I have recently implemented login to my via facebook connect. So now users have 2 ways of logging in to the site. The old way of registering an account and the new way (facebook connect).
One thing I would like to do is link a new facebook connect user account to existing accounts if they logged in the old way.
Has anyone had any success doing this?
Very good question I think and lots of people will benefit from an answer.
What you need to remember is that accounts are only linked so long as they are authorised to be linked through Facebook. What you should do is maintain a second table of linked accounts in your database so that you know who is who and if they are linked with Facebook.

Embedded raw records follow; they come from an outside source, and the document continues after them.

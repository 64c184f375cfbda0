//! Error types for the Paper Radar core.
//!
//! Uses `thiserror` for public API error types with structured error variants
//! covering the cache, paper store, rate limiting, and configuration domains.

use std::time::Duration;

/// Top-level error type for the Paper Radar core library.
#[derive(Debug, thiserror::Error)]
pub enum RadarError {
    #[error("Cache error: {0}")]
    Cache(#[from] CacheError),

    #[error("Repository error: {0}")]
    Repository(#[from] RepositoryError),

    #[error("Rate limit error: {0}")]
    RateLimit(#[from] RateLimitError),

    #[error("Configuration error: {0}")]
    Config(#[from] ConfigError),

    #[error("IO error: {0}")]
    Io(#[from] std::io::Error),

    #[error("Serialization error: {0}")]
    Serialization(#[from] serde_json::Error),
}

/// Errors from the tiered cache store.
///
/// Only `Serialization` ever reaches a caller of `set`; the other variants are
/// absorbed by the store and logged.
#[derive(Debug, thiserror::Error)]
pub enum CacheError {
    #[error("Value for key '{key}' cannot be serialized: {message}")]
    Serialization { key: String, message: String },

    #[error("Cache entry for key '{key}' is corrupt: {message}")]
    Corrupt { key: String, message: String },

    #[error("Persistent tier I/O failed: {message}")]
    Io { message: String },
}

impl From<std::io::Error> for CacheError {
    fn from(err: std::io::Error) -> Self {
        CacheError::Io {
            message: err.to_string(),
        }
    }
}

/// Errors from the paper store.
#[derive(Debug, thiserror::Error)]
pub enum RepositoryError {
    #[error("SQLite error: {0}")]
    Sqlite(#[from] rusqlite::Error),

    #[error("Query failed: {message}")]
    Query { message: String },

    #[error("Storage task failed: {message}")]
    TaskJoin { message: String },
}

/// Retryable "cannot proceed now" conditions from the rate limiter.
///
/// Plain backpressure (a rejected NORMAL/LOW request) is not an error; it is
/// reported as `Ok(false)` from `acquire`.
#[derive(Debug, thiserror::Error)]
pub enum RateLimitError {
    #[error("Endpoint '{endpoint}' would block for {wait_secs}s, above the wait ceiling")]
    WaitExceeded { endpoint: String, wait_secs: u64 },

    #[error("Endpoint '{endpoint}' still throttled after {attempts} attempts")]
    RetriesExhausted { endpoint: String, attempts: u32 },

    #[error("Endpoint '{endpoint}' rate limited upstream, retry after {retry_after_secs}s")]
    Upstream {
        endpoint: String,
        retry_after_secs: u64,
    },
}

impl RateLimitError {
    /// The endpoint the condition applies to.
    pub fn endpoint(&self) -> &str {
        match self {
            RateLimitError::WaitExceeded { endpoint, .. }
            | RateLimitError::RetriesExhausted { endpoint, .. }
            | RateLimitError::Upstream { endpoint, .. } => endpoint,
        }
    }

    /// Suggested wait before trying again, when one is known.
    pub fn retry_after(&self) -> Option<Duration> {
        match self {
            RateLimitError::WaitExceeded { wait_secs, .. } => {
                Some(Duration::from_secs(*wait_secs))
            }
            RateLimitError::Upstream {
                retry_after_secs, ..
            } => Some(Duration::from_secs(*retry_after_secs)),
            RateLimitError::RetriesExhausted { .. } => None,
        }
    }
}

/// Errors from the configuration system.
#[derive(Debug, thiserror::Error)]
pub enum ConfigError {
    #[error("Invalid configuration: {message}")]
    Invalid { message: String },

    #[error("No TTL configured for cache category '{category}'")]
    MissingTtl { category: String },

    #[error(
        "TTL for '{category}' ({ttl_secs}s) is shorter than for more volatile '{previous}' ({previous_ttl_secs}s)"
    )]
    NonMonotonicTtl {
        category: String,
        ttl_secs: u64,
        previous: String,
        previous_ttl_secs: u64,
    },

    #[error("Configuration parse error: {message}")]
    ParseError { message: String },
}

/// A type alias for results using the top-level `RadarError`.
pub type Result<T> = std::result::Result<T, RadarError>;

You should read this integration comment, it provides a lot of useful information.
http://crazyviraj.blogspot.com/2010/01/test-cases-for-basic-facebook-connect.html
It doesn't really say how to do things, but it makes sure you tick all the boxes of what you should be doing.
ie:
Sign Up should fail if the user denies
permission to the app (category: sign
up)
Since we need access to an email
address, Sign Up should fail if the
user provides publish permission but
denies email permission (category:
sign up)
If the user provides an email address
that already exists in your system,
fail Sign Up. Make sure no YouFace
backend tables are modified (category:
sign up, 1:1 mapping) PS - when this
happens, I didn't find a way for you
to de-authorize YouFace on the
Facebook user's behalf. The user must
manually do this if they wish you use
the same account but provide a
different email address.
Accounts created using Facebook
Connect should not be able to login
using YouFace's default email/password
login system (category: sign in,
account security). PS: Since YouFace
accounts require a password and those
created using Facebook Connect don't,
make sure to insert a random password
hash into your table to avoid silly
errors
Accounts created using YouFace should
be able to sign in without requiring
to be signed into Facebook, even if
when a link to a Facebook accounts
exists (category: sign in)
Any many more
You should be asking for permanent access through fb connect authentication. Once you've done that, you'll get a token which gives your permission to access someone's Facebook information, and that token will not expire unless the user explicitly removes you from the permission list or changes his/her password.
Once you have the token, associate that token with the user / create a new field in your user table to store it.
To associate the user with a Facebook account without the user logging in, you can try to match by email. It's not 100% accurate but it's pretty good. Facebook doesn't give you email addresses in text form but you can get email hashes from FQL. Since you already know user email addresses, you can calculate the hash for all of your user emails and search through your user base for matches every time a new Facebook Connect user signs up.